La protesta universitaria ya no es más un rito de pasaje, como lo era para mayoría de los estudiantes en las décadas del sesenta y el setenta. La creciente carga de la deuda, ¿ayudó a sofocar la imaginación política alternativa de los estudiantes en las siguientes décadas? ¿Puede culpársela por restaurar “la apatía y la falta de participación” recomendados a la Comisión Trilateral como una cura contra el “exceso de democracia”? Hoy a los estudiantes norteamericanos se les suele repartir paquetes de préstamos fuertes en el momento de inscribirse, mucho antes de que estén legalmente autorizados a tomar alcohol; muchos son empujados a buscar empleos de bajos salarios para permanecer en la universidad y evitar la generación de más deuda; son estimulados a pensar en su graduación como en una transacción en la cual han sido negociados sus sueldos futuros; y son llevados cada vez más a elegir campos de estudio que proveen “valor” a través de las ganancias potenciales para pagar sus préstamos. Estas no son condiciones en las cuales pueda cultivarse una mente ágil y crítica, y apenas conducen a lo que los autores del reporte denominaban “el cumplimiento constructivo de las responsabilidades de la ciudadanía”. Pero son perfectamente útiles para las élites, que no quieren una ciudadanía educada y librepensadora que les haga demandas “excesivas”.

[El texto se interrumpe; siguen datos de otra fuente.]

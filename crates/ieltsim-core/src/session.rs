//! Test-session state machine.
//!
//! `SessionEngine` owns the `Session` aggregate and is the single writer to
//! it: every mutation goes through a typed transition method in response to
//! a discrete event (user intent, provider response, countdown expiry).
//! The only suspension points are the two provider calls; each is split
//! into an explicit begin/finish pair keyed by a request epoch so a
//! response that arrives for a superseded attempt is dropped on the floor.

use std::collections::BTreeSet;
use std::fmt;
use std::sync::Arc;

use chrono::Utc;
use uuid::Uuid;

use crate::error::SessionError;
use crate::model::{
    ReadingOutcome, Results, Section, Test, TestMode, UserAnswers, WritingFeedback,
    WritingOutcome, WritingSubmission,
};
use crate::scoring;
use crate::traits::{ConfirmGate, ContentProvider};
use crate::validate;

/// The screen the session is on.
#[derive(Debug, Clone, Copy, PartialEq, Eq)]
pub enum Phase {
    Home,
    GeneratingTest,
    TakingReading,
    TakingWriting,
    ComputingResults,
    ShowingResults,
}

impl fmt::Display for Phase {
    fn fmt(&self, f: &mut fmt::Formatter<'_>) -> fmt::Result {
        let name = match self {
            Phase::Home => "on the home screen",
            Phase::GeneratingTest => "generating a test",
            Phase::TakingReading => "taking the reading section",
            Phase::TakingWriting => "taking the writing section",
            Phase::ComputingResults => "computing results",
            Phase::ShowingResults => "showing results",
        };
        write!(f, "{name}")
    }
}

/// The full state of one attempt, as exposed to the presentation layer.
#[derive(Debug, Clone)]
pub struct Session {
    /// Identifier of the current attempt; nil before the first start.
    pub attempt_id: Uuid,
    pub phase: Phase,
    /// How the attempt was started; `None` on the home screen.
    pub mode: Option<TestMode>,
    /// The generated test, present from `TakingReading`/`TakingWriting` on.
    pub test: Option<Test>,
    /// Working reading answers.
    pub answers: UserAnswers,
    /// Working essay texts.
    pub submission: WritingSubmission,
    /// Questions marked for review.
    pub marked: BTreeSet<u32>,
    /// Flattened index of the question group in view.
    pub active_group: usize,
    /// Finalized results, present in `ShowingResults`.
    pub results: Option<Results>,
    /// Message to show while a provider call is in flight.
    pub loading: Option<String>,
    /// User-visible error from the last failed operation.
    pub error: Option<String>,
    /// Non-blocking warning (degraded grading, word counts).
    pub warning: Option<String>,
    /// Reading outcome held between the two halves of a full attempt.
    pub pending_reading: Option<ReadingOutcome>,
}

impl Session {
    fn new() -> Self {
        Session {
            attempt_id: Uuid::nil(),
            phase: Phase::Home,
            mode: None,
            test: None,
            answers: UserAnswers::new(),
            submission: WritingSubmission::default(),
            marked: BTreeSet::new(),
            active_group: 0,
            results: None,
            loading: None,
            error: None,
            warning: None,
            pending_reading: None,
        }
    }
}

/// Orchestrates one attempt at a time over a content provider and a
/// confirmation gate.
pub struct SessionEngine {
    provider: Arc<dyn ContentProvider>,
    confirm: Arc<dyn ConfirmGate>,
    session: Session,
    /// Monotonic request counter; responses carry the epoch they were
    /// issued under and are dropped if the session has moved on.
    epoch: u64,
}

impl SessionEngine {
    pub fn new(provider: Arc<dyn ContentProvider>, confirm: Arc<dyn ConfirmGate>) -> Self {
        SessionEngine {
            provider,
            confirm,
            session: Session::new(),
            epoch: 0,
        }
    }

    /// Current session state, for rendering.
    pub fn session(&self) -> &Session {
        &self.session
    }

    fn is_full(&self) -> bool {
        self.session.mode.map(|m| m.full).unwrap_or(false)
    }

    fn reset_attempt(&mut self) {
        self.session = Session::new();
    }

    // -----------------------------------------------------------------
    // Test generation
    // -----------------------------------------------------------------

    /// Start a new attempt: reset state, enter `GeneratingTest`, and call
    /// the provider. A repeated call supersedes any incomplete one.
    pub async fn start_test(&mut self, mode: TestMode) {
        let epoch = self.begin_generation(mode);
        let outcome = self.provider.generate_test().await;
        self.finish_generation(epoch, outcome);
    }

    /// Request half of `start_test`: clears the prior attempt and returns
    /// the epoch the eventual response must present.
    pub fn begin_generation(&mut self, mode: TestMode) -> u64 {
        self.reset_attempt();
        self.session.attempt_id = Uuid::new_v4();
        self.session.mode = Some(mode);
        self.session.phase = Phase::GeneratingTest;
        self.session.loading = Some("Generating your IELTS test...".into());
        self.epoch += 1;
        self.epoch
    }

    /// Response half of `start_test`. Validates the payload against the
    /// generation contract; any failure aborts back to the home screen.
    pub fn finish_generation(&mut self, epoch: u64, outcome: anyhow::Result<Test>) {
        if epoch != self.epoch || self.session.phase != Phase::GeneratingTest {
            tracing::debug!(epoch, current = self.epoch, "dropping stale generation response");
            return;
        }
        self.session.loading = None;

        let checked = outcome.and_then(|test| {
            validate::validate_test(&test)?;
            Ok(test)
        });

        match checked {
            Ok(test) => {
                self.session.test = Some(test);
                self.session.phase = match self.session.mode.map(|m| m.section) {
                    Some(Section::Writing) => Phase::TakingWriting,
                    _ => Phase::TakingReading,
                };
            }
            Err(e) => {
                tracing::error!("test generation failed: {e:#}");
                self.session.error =
                    Some("There was an error generating the test. Please try again.".into());
                self.session.phase = Phase::Home;
            }
        }
    }

    // -----------------------------------------------------------------
    // In-test intents
    // -----------------------------------------------------------------

    /// Record an answer edit. Ignored outside the reading phase and for
    /// ids not present in the current test.
    pub fn answer_changed(&mut self, question_id: u32, value: impl Into<String>) {
        if self.session.phase != Phase::TakingReading {
            return;
        }
        let known = self
            .session
            .test
            .as_ref()
            .is_some_and(|t| t.question(question_id).is_some());
        if !known {
            tracing::debug!(question_id, "ignoring answer for unknown question");
            return;
        }
        self.session.answers.insert(question_id, value.into());
    }

    /// Toggle the review mark on a question.
    pub fn toggle_mark(&mut self, question_id: u32) {
        if !self.session.marked.remove(&question_id) {
            self.session.marked.insert(question_id);
        }
    }

    /// Move to a question group by flattened index (clamped).
    pub fn navigate_to_group(&mut self, index: usize) {
        let count = self.session.test.as_ref().map_or(0, Test::group_count);
        if count > 0 {
            self.session.active_group = index.min(count - 1);
        }
    }

    /// Jump to the group containing the given question.
    pub fn jump_to_question(&mut self, question_id: u32) {
        if let Some(index) = self
            .session
            .test
            .as_ref()
            .and_then(|t| t.group_index_of(question_id))
        {
            self.session.active_group = index;
        }
    }

    /// Replace the task 1 essay text.
    pub fn edit_task1(&mut self, text: impl Into<String>) {
        if self.session.phase == Phase::TakingWriting {
            self.session.submission.task1 = text.into();
        }
    }

    /// Replace the task 2 essay text.
    pub fn edit_task2(&mut self, text: impl Into<String>) {
        if self.session.phase == Phase::TakingWriting {
            self.session.submission.task2 = text.into();
        }
    }

    // -----------------------------------------------------------------
    // Submission
    // -----------------------------------------------------------------

    /// Finalize the reading section. Unless forced, unanswered questions
    /// route through the confirmation gate first.
    pub async fn submit_reading(&mut self, force: bool) -> Result<(), SessionError> {
        if self.session.phase != Phase::TakingReading {
            return Err(SessionError::InvalidTransition {
                intent: "submitReading",
                phase: self.session.phase,
            });
        }
        let Some(test) = self.session.test.as_ref() else {
            return Err(SessionError::InvalidTransition {
                intent: "submitReading",
                phase: self.session.phase,
            });
        };

        let unanswered = scoring::unanswered(test, &self.session.answers);
        if !force && !unanswered.is_empty() {
            let prompt = format!(
                "You have {} unanswered questions. Are you sure you want to finish?",
                unanswered.len()
            );
            if !self.confirm.confirm(&prompt).await {
                return Ok(());
            }
        }

        let outcome = scoring::score_reading(test, &self.session.answers);

        if self.is_full() {
            self.session.pending_reading = Some(outcome);
            self.session.phase = Phase::TakingWriting;
        } else {
            let overall = outcome.band;
            self.session.results = Some(Results {
                attempt_id: self.session.attempt_id,
                completed_at: Utc::now(),
                reading: Some(outcome),
                writing: None,
                overall_band: overall,
            });
            self.session.phase = Phase::ShowingResults;
        }
        Ok(())
    }

    /// Finalize the writing section and ask the provider to grade it.
    /// Unless forced, submissions below the word minimums are gated.
    pub async fn submit_writing(&mut self, force: bool) -> Result<(), SessionError> {
        if self.session.phase != Phase::TakingWriting {
            return Err(SessionError::InvalidTransition {
                intent: "submitWriting",
                phase: self.session.phase,
            });
        }

        let words_task1 = scoring::word_count(&self.session.submission.task1);
        let words_task2 = scoring::word_count(&self.session.submission.task2);
        let meets_minimums =
            words_task1 >= scoring::TASK1_MIN_WORDS && words_task2 >= scoring::TASK2_MIN_WORDS;

        if !force && !meets_minimums {
            if self.is_full() {
                self.session.warning = Some(format!(
                    "Task 1 needs at least {} words and Task 2 at least {}.",
                    scoring::TASK1_MIN_WORDS,
                    scoring::TASK2_MIN_WORDS
                ));
                return Ok(());
            }
            let proceed = self
                .confirm
                .confirm(
                    "Your response is below the recommended word count. \
                     The feedback may be less accurate. Do you want to submit anyway?",
                )
                .await;
            if !proceed {
                return Ok(());
            }
        }

        let epoch = self.begin_grading()?;
        let submission = self.session.submission.clone();
        let outcome = self.provider.grade_writing(&submission).await;
        self.finish_grading(epoch, outcome);
        Ok(())
    }

    /// Request half of grading: enter `ComputingResults` and return the
    /// epoch the eventual response must present.
    pub fn begin_grading(&mut self) -> Result<u64, SessionError> {
        if self.session.phase != Phase::TakingWriting {
            return Err(SessionError::InvalidTransition {
                intent: "submitWriting",
                phase: self.session.phase,
            });
        }
        self.session.phase = Phase::ComputingResults;
        self.session.loading = Some(if self.is_full() {
            "Calculating scores and analyzing writing...".into()
        } else {
            "Analyzing your writing...".into()
        });
        self.epoch += 1;
        Ok(self.epoch)
    }

    /// Response half of grading. A grading failure degrades gracefully:
    /// feedback is recorded as absent, the writing band contributes zero,
    /// and the session still reaches the results screen.
    pub fn finish_grading(&mut self, epoch: u64, outcome: anyhow::Result<WritingFeedback>) {
        if epoch != self.epoch || self.session.phase != Phase::ComputingResults {
            tracing::debug!(epoch, current = self.epoch, "dropping stale grading response");
            return;
        }
        self.session.loading = None;

        let feedback = match outcome {
            Ok(feedback) => Some(feedback),
            Err(e) => {
                tracing::warn!("writing evaluation failed, continuing without feedback: {e:#}");
                self.session.warning =
                    Some("Sorry, there was an error analyzing your writing submission.".into());
                None
            }
        };
        let writing_band = feedback.as_ref().map(|f| f.overall_band).unwrap_or(0.0);
        let writing = Some(WritingOutcome {
            feedback,
            submission: self.session.submission.clone(),
        });

        let (reading, overall_band) = if self.is_full() {
            let reading = self.session.pending_reading.take();
            let reading_band = reading.as_ref().map(|r| r.band).unwrap_or(0.0);
            (
                reading,
                scoring::combine_overall_band(reading_band, writing_band),
            )
        } else {
            (None, writing_band)
        };

        self.session.results = Some(Results {
            attempt_id: self.session.attempt_id,
            completed_at: Utc::now(),
            reading,
            writing,
            overall_band,
        });
        self.session.phase = Phase::ShowingResults;
    }

    // -----------------------------------------------------------------
    // Countdown and reset
    // -----------------------------------------------------------------

    /// Handle section-time expiry: force-submit whatever is held, without
    /// any confirmation. A late expiry after the phase moved on is a no-op.
    pub async fn timer_expired(&mut self) {
        match self.session.phase {
            Phase::TakingReading => {
                let _ = self.submit_reading(true).await;
            }
            Phase::TakingWriting => {
                let _ = self.submit_writing(true).await;
            }
            _ => {
                tracing::debug!(phase = %self.session.phase, "ignoring late timer expiry");
            }
        }
    }

    /// Discard the attempt and return to the home screen. In-flight
    /// provider responses are invalidated and will be dropped on arrival.
    pub fn start_new(&mut self) {
        self.epoch += 1;
        self.reset_attempt();
    }
}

Esta es la razón por la cual cualquier movimiento dedicado a abolir la deuda educacional no puede apuntar únicamente a realizar reformas económicas limitadas. Los esfuerzos para bajar la tasa de interés, restaurar las protecciones contra la quiebra (actualmente denegadas a los deudores estudiantiles) o implementar programas más fuertes de repago basados en los ingresos podrán brindar cierto alivio a algunos, pero no se acercarán siquiera a lograr el objetivo de establecer la educación gratuita como un derecho democrático vinculante —y podrían incluso frustrarlo—. Para promover ese objetivo necesitaremos un movimiento regido por el principio que equipara la educación libre con la ciudadanía libre. Hoy en día, como consecuencia del poder prodigioso de las altas finanzas, enfrentamos una verdadera “crisis de democracia”, no el menjunje vendido a la Comisión Trilateral. Podría decirse que la capacidad de los prestamistas y de los inversores de tratar a la educación como un centro de beneficios (los préstamos estudiantiles se encuentran entre las más lucrativas de las formas de crédito) es el síntoma más revelador de ese poder. Pero sería equivocado concluir que su conducta es meramente oportunista, y que están explotando, para maximizar sus beneficios, fisuras abiertas por legisladores corruptibles. Por el contrario, el uso de la educación superior para extraer rentas económicas e hipotecar el futuro de los estudiantes ha sido un nuevo principio de gobierno desde hace tres décadas, con duras consecuencias para la voluntad política de la gente joven.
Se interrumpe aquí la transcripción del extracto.